**Task:**
Lines to restate from the data below: from the one containing "and weekly snapshots" to the one containing "a weekly snapshot", both included. Give them again exactly, and only them.

(Dataset entries)
--- START ---
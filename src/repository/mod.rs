//! Injected collaborators of the rating engine
//!
//! The processor never talks to a database directly. Everything it reads or
//! writes goes through these traits, so the algorithms can be exercised
//! against the in-memory store or a mock.

pub mod memory;

pub use memory::{Dataset, InMemoryStore};

use crate::error::Result;
use crate::types::{
    CalculatedRoundRecord, Game, PlayerId, PlayerRef, ProgressRecord, RankingDocument, RoundId,
    RunId, Season, SeasonId, Team, WeeklySnapshot,
};
use async_trait::async_trait;
use std::collections::{HashMap, HashSet};

#[cfg(test)]
use mockall::automock;

/// Read access to seasons, teams and the game log
#[cfg_attr(test, automock)]
#[async_trait]
pub trait GameRepository: Send + Sync {
    /// All known seasons, in any order
    async fn seasons(&self) -> Result<Vec<Season>>;

    /// A single season document
    async fn season(&self, season_id: &str) -> Result<Option<Season>>;

    /// Games of one season in document order
    async fn games(&self, season_id: &str) -> Result<Vec<Game>>;

    /// Teams registered for one season
    async fn teams(&self, season_id: &str) -> Result<Vec<Team>>;
}

/// Roster lookups by team
#[cfg_attr(test, automock)]
#[async_trait]
pub trait RosterRepository: Send + Sync {
    /// Player references of a team, `None` when the team document is missing
    async fn roster(&self, team_id: &str) -> Result<Option<Vec<PlayerRef>>>;
}

/// Writes of ranking documents and weekly snapshots
#[cfg_attr(test, automock)]
#[async_trait]
pub trait RankingWriter: Send + Sync {
    /// Overwrite a batch of ranking documents keyed by player id, atomically
    async fn commit_batch(&self, batch: Vec<RankingDocument>) -> Result<()>;

    /// Append a weekly snapshot
    async fn append_snapshot(&self, snapshot: WeeklySnapshot) -> Result<()>;
}

/// Reads of previously persisted output
#[cfg_attr(test, automock)]
#[async_trait]
pub trait RankingReader: Send + Sync {
    async fn current_rankings(&self) -> Result<HashMap<PlayerId, RankingDocument>>;

    /// Most recently appended weekly snapshot
    async fn latest_snapshot(&self) -> Result<Option<WeeklySnapshot>>;
}

/// Calculated-round tracking and the per-season run lock
#[cfg_attr(test, automock)]
#[async_trait]
pub trait RoundStore: Send + Sync {
    /// Identifiers of rounds already calculated within the given seasons
    async fn calculated_rounds(&self, season_ids: &[SeasonId]) -> Result<HashSet<RoundId>>;

    async fn mark_calculated(&self, records: Vec<CalculatedRoundRecord>) -> Result<()>;

    /// Drop tracking records of the given seasons
    async fn reset(&self, season_ids: &[SeasonId]) -> Result<()>;

    /// Claim the seasons for one run, failing with `RunInProgress` if any is held
    async fn acquire_lock(&self, season_ids: &[SeasonId], run_id: RunId) -> Result<()>;

    async fn release_lock(&self, run_id: RunId) -> Result<()>;
}

/// Best-effort progress reporting
#[cfg_attr(test, automock)]
#[async_trait]
pub trait ProgressSink: Send + Sync {
    async fn report(&self, record: ProgressRecord) -> Result<()>;
}
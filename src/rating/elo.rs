//! Legacy expected-score rating path
//!
//! Kept for comparison runs. Every function here is pure: the strategy layer
//! reads team strengths from the player table and writes the returned
//! delta back to each roster member.

use crate::config::EloConfig;
use crate::error::Result;
use crate::types::{MatchType, Rating};
use skillratings::elo::{expected_score as elo_expected_score, EloRating};

/// Logistic expected score of side A against side B
pub fn expected_score(rating_a: f64, rating_b: f64) -> f64 {
    let (expected_a, _) =
        elo_expected_score(&EloRating { rating: rating_a }, &EloRating { rating: rating_b });
    expected_a
}

/// Compress blowout margins logarithmically beyond `threshold`
pub fn compress_differential(differential: f64, threshold: f64) -> f64 {
    let magnitude = differential.abs();
    if magnitude <= threshold {
        return differential;
    }
    let compressed = threshold + (1.0 + magnitude - threshold).ln();
    compressed.copysign(differential)
}

/// Actual score of the home side derived from the point differential
pub fn actual_score(point_differential: i64, config: &EloConfig) -> f64 {
    let compressed = compress_differential(point_differential as f64, config.blowout_threshold);
    (0.5 + compressed / config.score_denominator).clamp(0.0, 1.0)
}

/// Weight of a game by the age of its season, 0 = most recent
pub fn season_weight(season_order: u32, config: &EloConfig) -> f64 {
    config.season_decay.powi(season_order as i32)
}

pub fn playoff_multiplier(match_type: MatchType, config: &EloConfig) -> f64 {
    match match_type {
        MatchType::Regular => 1.0,
        MatchType::Playoff => config.playoff_multiplier,
    }
}

/// Rating change for the home side; the away side moves by the negation
pub fn rating_delta(
    home_rating: f64,
    away_rating: f64,
    point_differential: i64,
    season_order: u32,
    match_type: MatchType,
    config: &EloConfig,
) -> f64 {
    let expected = expected_score(home_rating, away_rating);
    let actual = actual_score(point_differential, config);

    config.k_factor
        * season_weight(season_order, config)
        * playoff_multiplier(match_type, config)
        * (actual - expected)
}

/// Legacy calculator wrapping a validated configuration
#[derive(Debug, Clone)]
pub struct EloCalculator {
    config: EloConfig,
    /// Sigma carried unchanged on every rating this path produces
    sigma: f64,
}

impl EloCalculator {
    pub fn new(config: EloConfig, sigma: f64) -> Result<Self> {
        config.validate()?;
        Ok(Self { config, sigma })
    }

    pub fn config(&self) -> &EloConfig {
        &self.config
    }

    pub fn initial_rating(&self) -> Rating {
        Rating::new(self.config.initial_rating, self.sigma)
    }
}
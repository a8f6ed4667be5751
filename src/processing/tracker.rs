//! Calculated-round tracking for idempotent incremental runs
//!
//! Rounds are recorded as pending while their week is open and only written
//! to the round store once the snapshot covering them has been persisted.
//! A round dropped by cancellation or failure is therefore never marked.

use crate::error::Result;
use crate::processing::rounds::Round;
use crate::repository::RoundStore;
use crate::types::{CalculatedRoundRecord, RoundId, RunId, RunMode, SeasonId};
use crate::utils::current_timestamp;
use std::collections::HashSet;
use tracing::{debug, info};

#[derive(Debug)]
pub struct RoundTracker {
    run_id: RunId,
    mode: RunMode,
    calculated: HashSet<RoundId>,
    pending: Vec<CalculatedRoundRecord>,
}

impl RoundTracker {
    pub fn new(run_id: RunId, mode: RunMode) -> Self {
        Self {
            run_id,
            mode,
            calculated: HashSet::new(),
            pending: Vec::new(),
        }
    }

    /// Prepare tracking for a run over `seasons`
    ///
    /// A full run drops the existing records of its seasons. An incremental
    /// run loads them so already calculated rounds can be filtered out.
    pub async fn prepare(&mut self, store: &dyn RoundStore, seasons: &[SeasonId]) -> Result<()> {
        self.calculated = match self.mode {
            RunMode::Full => {
                store.reset(seasons).await?;
                info!("Reset round tracking for {} seasons", seasons.len());
                HashSet::new()
            }
            RunMode::Incremental => {
                let calculated = store.calculated_rounds(seasons).await?;
                info!("{} rounds already calculated", calculated.len());
                calculated
            }
        };
        Ok(())
    }

    /// Forget loaded records so every round is replayed
    pub fn replay_all(&mut self) {
        self.calculated.clear();
    }

    pub fn should_process(&self, round: &Round) -> bool {
        match self.mode {
            RunMode::Full => true,
            RunMode::Incremental => !self.calculated.contains(&round.id),
        }
    }

    /// Record a round whose in-memory update has completed
    pub fn record(&mut self, round: &Round) {
        self.calculated.insert(round.id);
        self.pending.push(CalculatedRoundRecord {
            round_id: round.id,
            timestamp: round.start_time,
            season_id: round.season_id.clone(),
            run_id: self.run_id,
            game_ids: round.game_ids(),
            calculated_at: current_timestamp(),
        });
    }

    pub fn pending(&self) -> usize {
        self.pending.len()
    }

    /// Persist pending records; call only after the covering snapshot is written
    pub async fn flush(&mut self, store: &dyn RoundStore) -> Result<usize> {
        if self.pending.is_empty() {
            return Ok(0);
        }
        let records = std::mem::take(&mut self.pending);
        let count = records.len();
        store.mark_calculated(records).await?;
        debug!("Marked {} rounds calculated", count);
        Ok(count)
    }
}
--- END ---
**Answer below:**
/// Writes of ranking documents and weekly snapshots
#[cfg_attr(test, automock)]
#[async_trait]
pub trait RankingWriter: Send + Sync {
    /// Overwrite a batch of ranking documents keyed by player id, atomically
    async fn commit_batch(&self, batch: Vec<RankingDocument>) -> Result<()>;

    /// Append a weekly snapshot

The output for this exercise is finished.